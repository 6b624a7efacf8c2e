use std::path::PathBuf;

use tracing::warn;

use super::{iio::IioDevice, traits::SensorReader, types::SensorResult, Sample, SensorModel};
use crate::{config::sensor::SensorConfig, core::measurement::Measurement};

/// The `bmp280` kernel driver also serves the older BMP180 and BMP085.
const DRIVERS: &[&str] = &["bmp180", "bmp085"];

/// BMP180 / BMP085 reader. The I2C bus is reliable, so there is a single
/// attempt per channel.
pub struct Bmp180Reader {
    device: Option<PathBuf>,
    root: PathBuf,
}

impl Bmp180Reader {
    pub fn new(config: &SensorConfig) -> Self {
        Self {
            device: config.iio_device.clone(),
            root: config.iio_root.clone(),
        }
    }

    /// Channel file and decimal shift to reach degrees Celsius and Pascal.
    fn channel(measurement: Measurement) -> (&'static str, i32) {
        match measurement {
            Measurement::Pressure => ("in_pressure_input", 3),
            _ => ("in_temp_input", -3),
        }
    }
}

#[async_trait::async_trait]
impl SensorReader for Bmp180Reader {
    fn model(&self) -> SensorModel {
        SensorModel::Bmp180
    }

    async fn read(&self) -> SensorResult<Sample> {
        let device = match &self.device {
            Some(path) => IioDevice::open(path.clone()).await?,
            None => IioDevice::discover(&self.root, DRIVERS, None).await?,
        };

        let mut sample = Sample::new();
        let mut last_error = None;
        for &measurement in self.measurements() {
            let (channel, exponent) = Self::channel(measurement);
            match device.read_channel(channel, exponent).await {
                Ok(value) => {
                    sample.insert(measurement, value);
                }
                Err(e) => {
                    warn!(%measurement, error = %e, "BMP180 channel read failed");
                    last_error = Some(e);
                }
            }
        }

        match last_error {
            Some(e) if sample.is_empty() => Err(e),
            _ => Ok(sample),
        }
    }
}
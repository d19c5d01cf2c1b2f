mod app;
mod config;
mod gallery;
mod image;
mod net;

use app::FilterdeckApp;
use std::path::PathBuf;

fn main() -> eframe::Result<()> {
    let initial_image_path: Option<PathBuf> = std::env::args_os().nth(1).map(PathBuf::from);
    let native_options = eframe::NativeOptions {
        viewport: egui::ViewportBuilder::default()
            .with_inner_size([1100.0, 760.0])
            .with_min_inner_size([760.0, 520.0]),
        ..Default::default()
    };
    eframe::run_native(
        "Filterdeck — Photo Filters",
        native_options,
        Box::new(move |cc| {
            Ok(Box::new(FilterdeckApp::new_with_initial_path(
                &cc.egui_ctx,
                initial_image_path.as_deref(),
            )))
        }),
    )
}
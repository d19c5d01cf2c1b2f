use super::super::FilterdeckApp;
use super::icons;
use crate::image::Modification;

impl FilterdeckApp {
    pub(crate) fn ui_top(&mut self, ui: &mut egui::Ui) {
        ui.horizontal(|ui| {
            // Use egui's built-in theme toggle so icon matches current mode.
            egui::widgets::global_theme_preference_switch(ui);
            ui.separator();

            self.ui_file_menu(ui);
            ui.separator();

            let has_image = self.image.is_some();
            self.ui_filter_buttons(ui, has_image);
            ui.separator();

            let info_resp = ui
                .add_enabled(
                    has_image,
                    egui::Button::new(format!("{} Image info", icons::ICON_INFO))
                        .shortcut_text("Ctrl+I"),
                )
                .on_hover_text("Show file & image details (Ctrl+I)");
            if info_resp.clicked() && has_image {
                self.info_window_open = true;
            }
        });
    }

    fn ui_file_menu(&mut self, ui: &mut egui::Ui) {
        ui.menu_button(format!("{} File", icons::ICON_MENU), |ui| {
            if ui
                .add(egui::Button::new("Open image…").shortcut_text("Ctrl+O"))
                .on_hover_text("Open an image (Ctrl+O). You can also drag & drop into the center.")
                .clicked()
            {
                self.open_image_dialog();
                ui.close();
            }

            if ui
                .add(egui::Button::new("Paste image").shortcut_text("Ctrl+V"))
                .on_hover_text("Paste image from clipboard (Ctrl+V)")
                .clicked()
            {
                self.paste_image_from_clipboard(ui.ctx());
                ui.close();
            }

            ui.separator();

            if ui
                .add(
                    egui::Button::new(format!(
                        "{} Download from URL…",
                        icons::ICON_DOWNLOAD
                    ))
                    .shortcut_text("Ctrl+L"),
                )
                .on_hover_text("Fetch a photo over http(s) (Ctrl+L)")
                .clicked()
            {
                self.open_download_prompt();
                ui.close();
            }
        });
    }

    fn ui_filter_buttons(&mut self, ui: &mut egui::Ui, has_image: bool) {
        for modification in Modification::ALL {
            let running = self.has_running_job(modification);
            let label = format!(
                "{} {}",
                icons::modification_icon(modification),
                modification.label()
            );
            let resp = ui
                .add_enabled(has_image && !running, egui::Button::new(label))
                .on_hover_text(modification.describe());
            if resp.clicked() {
                self.request_modification(modification);
            }
        }
    }
}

========================================================================

__REQUIREMENT__
Your task is to collect every line above that contains the word "crate".

__FINAL ANSWER__
use crate::{config::sensor::SensorConfig, core::measurement::Measurement};
use crate::image::Modification;
    pub(crate) fn ui_top(&mut self, ui: &mut egui::Ui) {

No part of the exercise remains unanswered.